*Problem*. The following entries are to be retyped in full, exactly as written.

═══ Information supplied

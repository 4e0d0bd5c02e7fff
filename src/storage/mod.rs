use async_trait::async_trait;
use chrono::{DateTime, Utc};
use sqlx::postgres::PgPoolOptions;
use sqlx::{Pool, Postgres};
use uuid::Uuid;

use crate::domain::{Bet, BetResult};
use crate::types::{PostgresConfig, RedisConfig};

pub mod bets;
pub mod cache;
pub mod models;

pub use bets::PgBetStore;
pub use cache::RedisEventCache;

pub type PgPool = Pool<Postgres>;

/// Create a PostgreSQL connection pool using the provided config.
///
/// The sweep is sequential, so a small pool is enough. Connection establishment is
/// performed eagerly so misconfiguration is surfaced early at startup.
pub async fn create_pg_pool(cfg: &PostgresConfig) -> anyhow::Result<PgPool> {
    let pool = PgPoolOptions::new()
        .max_connections(5)
        .acquire_timeout(std::time::Duration::from_secs(15))
        .connect(&cfg.url)
        .await?;
    Ok(pool)
}

/// Create a Redis client using the provided config.
pub fn create_redis_client(cfg: &RedisConfig) -> anyhow::Result<redis::Client> {
    let client = redis::Client::open(cfg.url.as_str())?;
    Ok(client)
}

/// Pending bets loaded for a sweep. Rows that could not be read are reported next to the
/// readable ones so the sweep can count them and carry on.
#[derive(Debug, Default)]
pub struct PendingBatch {
    pub bets: Vec<Bet>,
    /// `(bet id, decode error)` per unreadable row.
    pub unreadable: Vec<(Uuid, String)>,
}

/// What settlement needs from bet persistence.
#[async_trait]
pub trait BetStore: Send + Sync {
    async fn get_bet(&self, id: Uuid) -> anyhow::Result<Option<Bet>>;

    /// Leg bets of a parlay.
    async fn legs_of(&self, parent_id: Uuid) -> anyhow::Result<Vec<Bet>>;

    /// Pending bets, oldest start first.
    async fn pending_bets(&self, limit: i64) -> anyhow::Result<PendingBatch>;

    /// Persist a terminal result. Only writes while the stored bet is still pending and
    /// returns whether this call made the transition.
    async fn record_result(&self, id: Uuid, result: BetResult, reason: Option<&str>) -> anyhow::Result<bool>;

    /// Lock every unlocked bet whose start time has passed. Returns how many were locked.
    async fn lock_started(&self, now: DateTime<Utc>) -> anyhow::Result<u64>;
}
use std::sync::Arc;

use anyhow::Context;
use chrono::{DateTime, Utc};
use clap::{Parser, Subcommand};
use dotenv::dotenv;
use tracing_subscriber::EnvFilter;
use uuid::Uuid;

fn redact_host(url: &str) -> String {
    url.split('@')
        .nth(1)
        .and_then(|s| s.split('/').next())
        .unwrap_or("?")
        .to_string()
}

use wager_engine::{
    domain::BetRequest,
    monitoring,
    sweep,
    types::{AppConfig, CacheBackend},
    utils::time::{Clock, SystemClock},
    validation::{ValidationMode, ValidationParams, Validator},
};

#[derive(Parser, Debug)]
#[command(name = "wager-engine")]
#[command(about = "Sports wager validation and settlement engine", long_about = None)]
struct Cli {
    /// Path to configuration file
    #[arg(short, long, default_value = "config/config.toml")]
    config: String,

    /// Override the event cache backend (memory/redis)
    #[arg(long)]
    cache: Option<CacheBackend>,

    #[command(subcommand)]
    command: Option<Commands>,
}

#[derive(Subcommand, Debug)]
enum Commands {
    /// Settle pending bets in one sequential pass
    Sweep {
        /// Maximum number of pending bets to examine
        #[arg(short, long)]
        limit: Option<i64>,
    },
    /// Settle a single bet by id
    Settle { bet_id: Uuid },
    /// Report whether an event has started
    CheckStart {
        #[arg(long)]
        league: String,
        #[arg(long)]
        event_id: String,
        /// Scheduled start, RFC 3339
        #[arg(long)]
        start: DateTime<Utc>,
    },
    /// Validate a bet request read from a JSON file
    Validate {
        request: String,
        /// Skip the odds check, as for parlay legs
        #[arg(long)]
        line_only: bool,
    },
}

#[tokio::main]
async fn main() -> anyhow::Result<()> {
    dotenv().ok();

    if std::env::var("RUST_LOG").is_err() {
        std::env::set_var("RUST_LOG", "wager_engine=debug,engine=debug,info");
    }
    tracing_subscriber::fmt()
        .with_env_filter(EnvFilter::from_default_env())
        .json()
        .init();

    tracing::info!(target: "engine", "wager-engine starting");

    let cli = Cli::parse();
    tracing::debug!(target: "engine", config = %cli.config, "loading config");

    let mut settings = AppConfig::from_file(&cli.config)?;
    tracing::info!(
        target: "engine",
        config = %cli.config,
        provider = %settings.provider.base_url,
        postgres_host = redact_host(&settings.postgres.url),
        "config loaded"
    );

    if let Some(cache) = cli.cache {
        settings.cache.backend = cache;
    }
    monitoring::logger::log_startup(&settings);

    match cli.command.unwrap_or(Commands::Sweep { limit: None }) {
        Commands::Sweep { limit } => {
            let report = sweep::run_sweep_job(&settings, limit).await?;
            println!("{}", serde_json::to_string_pretty(&report)?);
        }
        Commands::Settle { bet_id } => {
            let settlement = sweep::settle_one(&settings, bet_id).await?;
            println!("{}", serde_json::to_string_pretty(&settlement)?);
        }
        Commands::CheckStart {
            league,
            event_id,
            start,
        } => {
            let validator = build_validator(&settings).await?;
            let check = validator.check_game_started(&league, &event_id, start).await;
            println!("{}", serde_json::to_string_pretty(&check)?);
        }
        Commands::Validate { request: path, line_only } => {
            let raw = std::fs::read_to_string(&path)
                .with_context(|| format!("failed to read bet request at {path}"))?;
            let request: BetRequest = serde_json::from_str(&raw)
                .with_context(|| format!("failed to parse bet request at {path}"))?;
            let mode = if line_only {
                ValidationMode::LineOnly
            } else {
                ValidationMode::Full
            };
            let validator = build_validator(&settings).await?;
            let result = validator.validate_bet(&request, mode).await;
            println!("{}", serde_json::to_string_pretty(&result)?);
        }
    }

    Ok(())
}

async fn build_validator(settings: &AppConfig) -> anyhow::Result<Validator> {
    let clock: Arc<dyn Clock> = Arc::new(SystemClock);
    let gateway = sweep::build_gateway(settings, clock.clone()).await?;
    Ok(Validator::new(
        gateway,
        clock,
        ValidationParams::from(&settings.validation),
    ))
}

══════

*Task output*.
repository 4e0d0bd5c02e7fff
filename src/storage/mod.rs
use async_trait::async_trait;
use chrono::{DateTime, Utc};
use sqlx::postgres::PgPoolOptions;
use sqlx::{Pool, Postgres};
use uuid::Uuid;

use crate::domain::{Bet, BetResult};
use crate::types::{PostgresConfig, RedisConfig};

pub mod bets;
pub mod cache;
pub mod models;

pub use bets::PgBetStore;
pub use cache::RedisEventCache;

pub type PgPool = Pool<Postgres>;

/// Create a PostgreSQL connection pool using the provided config.
///
/// The sweep is sequential, so a small pool is enough. Connection establishment is
/// performed eagerly so misconfiguration is surfaced early at startup.
pub async fn create_pg_pool(cfg: &PostgresConfig) -> anyhow::Result<PgPool> {
    let pool = PgPoolOptions::new()
        .max_connections(5)
        .acquire_timeout(std::time::Duration::from_secs(15))
        .connect(&cfg.url)
        .await?;
    Ok(pool)
}

/// Create a Redis client using the provided config.
pub fn create_redis_client(cfg: &RedisConfig) -> anyhow::Result<redis::Client> {
    let client = redis::Client::open(cfg.url.as_str())?;
    Ok(client)
}

/// Pending bets loaded for a sweep. Rows that could not be read are reported next to the
/// readable ones so the sweep can count them and carry on.
#[derive(Debug, Default)]
pub struct PendingBatch {
    pub bets: Vec<Bet>,
    /// `(bet id, decode error)` per unreadable row.
    pub unreadable: Vec<(Uuid, String)>,
}

/// What settlement needs from bet persistence.
#[async_trait]
pub trait BetStore: Send + Sync {
    async fn get_bet(&self, id: Uuid) -> anyhow::Result<Option<Bet>>;

    /// Leg bets of a parlay.
    async fn legs_of(&self, parent_id: Uuid) -> anyhow::Result<Vec<Bet>>;

    /// Pending bets, oldest start first.
    async fn pending_bets(&self, limit: i64) -> anyhow::Result<PendingBatch>;

    /// Persist a terminal result. Only writes while the stored bet is still pending and
    /// returns whether this call made the transition.
    async fn record_result(&self, id: Uuid, result: BetResult, reason: Option<&str>) -> anyhow::Result<bool>;

    /// Lock every unlocked bet whose start time has passed. Returns how many were locked.
    async fn lock_started(&self, now: DateTime<Utc>) -> anyhow::Result<u64>;
}
use std::sync::Arc;

use anyhow::Context;
use chrono::{DateTime, Utc};
use clap::{Parser, Subcommand};
use dotenv::dotenv;
use tracing_subscriber::EnvFilter;
use uuid::Uuid;

fn redact_host(url: &str) -> String {
    url.split('@')
        .nth(1)
        .and_then(|s| s.split('/').next())
        .unwrap_or("?")
        .to_string()
}

use wager_engine::{
    domain::BetRequest,
    monitoring,
    sweep,
    types::{AppConfig, CacheBackend},
    utils::time::{Clock, SystemClock},
    validation::{ValidationMode, ValidationParams, Validator},
};

#[derive(Parser, Debug)]
#[command(name = "wager-engine")]
#[command(about = "Sports wager validation and settlement engine", long_about = None)]
struct Cli {
    /// Path to configuration file
    #[arg(short, long, default_value = "config/config.toml")]
    config: String,

    /// Override the event cache backend (memory/redis)
    #[arg(long)]
    cache: Option<CacheBackend>,

    #[command(subcommand)]
    command: Option<Commands>,
}

#[derive(Subcommand, Debug)]
enum Commands {
    /// Settle pending bets in one sequential pass
    Sweep {
        /// Maximum number of pending bets to examine
        #[arg(short, long)]
        limit: Option<i64>,
    },
    /// Settle a single bet by id
    Settle { bet_id: Uuid },
    /// Report whether an event has started
    CheckStart {
        #[arg(long)]
        league: String,
        #[arg(long)]
        event_id: String,
        /// Scheduled start, RFC 3339
        #[arg(long)]
        start: DateTime<Utc>,
    },
    /// Validate a bet request read from a JSON file
    Validate {
        request: String,
        /// Skip the odds check, as for parlay legs
        #[arg(long)]
        line_only: bool,
    },
}

#[tokio::main]
async fn main() -> anyhow::Result<()> {
    dotenv().ok();

    if std::env::var("RUST_LOG").is_err() {
        std::env::set_var("RUST_LOG", "wager_engine=debug,engine=debug,info");
    }
    tracing_subscriber::fmt()
        .with_env_filter(EnvFilter::from_default_env())
        .json()
        .init();

    tracing::info!(target: "engine", "wager-engine starting");

    let cli = Cli::parse();
    tracing::debug!(target: "engine", config = %cli.config, "loading config");

    let mut settings = AppConfig::from_file(&cli.config)?;
    tracing::info!(
        target: "engine",
        config = %cli.config,
        provider = %settings.provider.base_url,
        postgres_host = redact_host(&settings.postgres.url),
        "config loaded"
    );

    if let Some(cache) = cli.cache {
        settings.cache.backend = cache;
    }
    monitoring::logger::log_startup(&settings);

    match cli.command.unwrap_or(Commands::Sweep { limit: None }) {
        Commands::Sweep { limit } => {
            let report = sweep::run_sweep_job(&settings, limit).await?;
            println!("{}", serde_json::to_string_pretty(&report)?);
        }
        Commands::Settle { bet_id } => {
            let settlement = sweep::settle_one(&settings, bet_id).await?;
            println!("{}", serde_json::to_string_pretty(&settlement)?);
        }
        Commands::CheckStart {
            league,
            event_id,
            start,
        } => {
            let validator = build_validator(&settings).await?;
            let check = validator.check_game_started(&league, &event_id, start).await;
            println!("{}", serde_json::to_string_pretty(&check)?);
        }
        Commands::Validate { request: path, line_only } => {
            let raw = std::fs::read_to_string(&path)
                .with_context(|| format!("failed to read bet request at {path}"))?;
            let request: BetRequest = serde_json::from_str(&raw)
                .with_context(|| format!("failed to parse bet request at {path}"))?;
            let mode = if line_only {
                ValidationMode::LineOnly
            } else {
                ValidationMode::Full
            };
            let validator = build_validator(&settings).await?;
            let result = validator.validate_bet(&request, mode).await;
            println!("{}", serde_json::to_string_pretty(&result)?);
        }
    }

    Ok(())
}

async fn build_validator(settings: &AppConfig) -> anyhow::Result<Validator> {
    let clock: Arc<dyn Clock> = Arc::new(SystemClock);
    let gateway = sweep::build_gateway(settings, clock.clone()).await?;
    Ok(Validator::new(
        gateway,
        clock,
        ValidationParams::from(&settings.validation),
    ))
}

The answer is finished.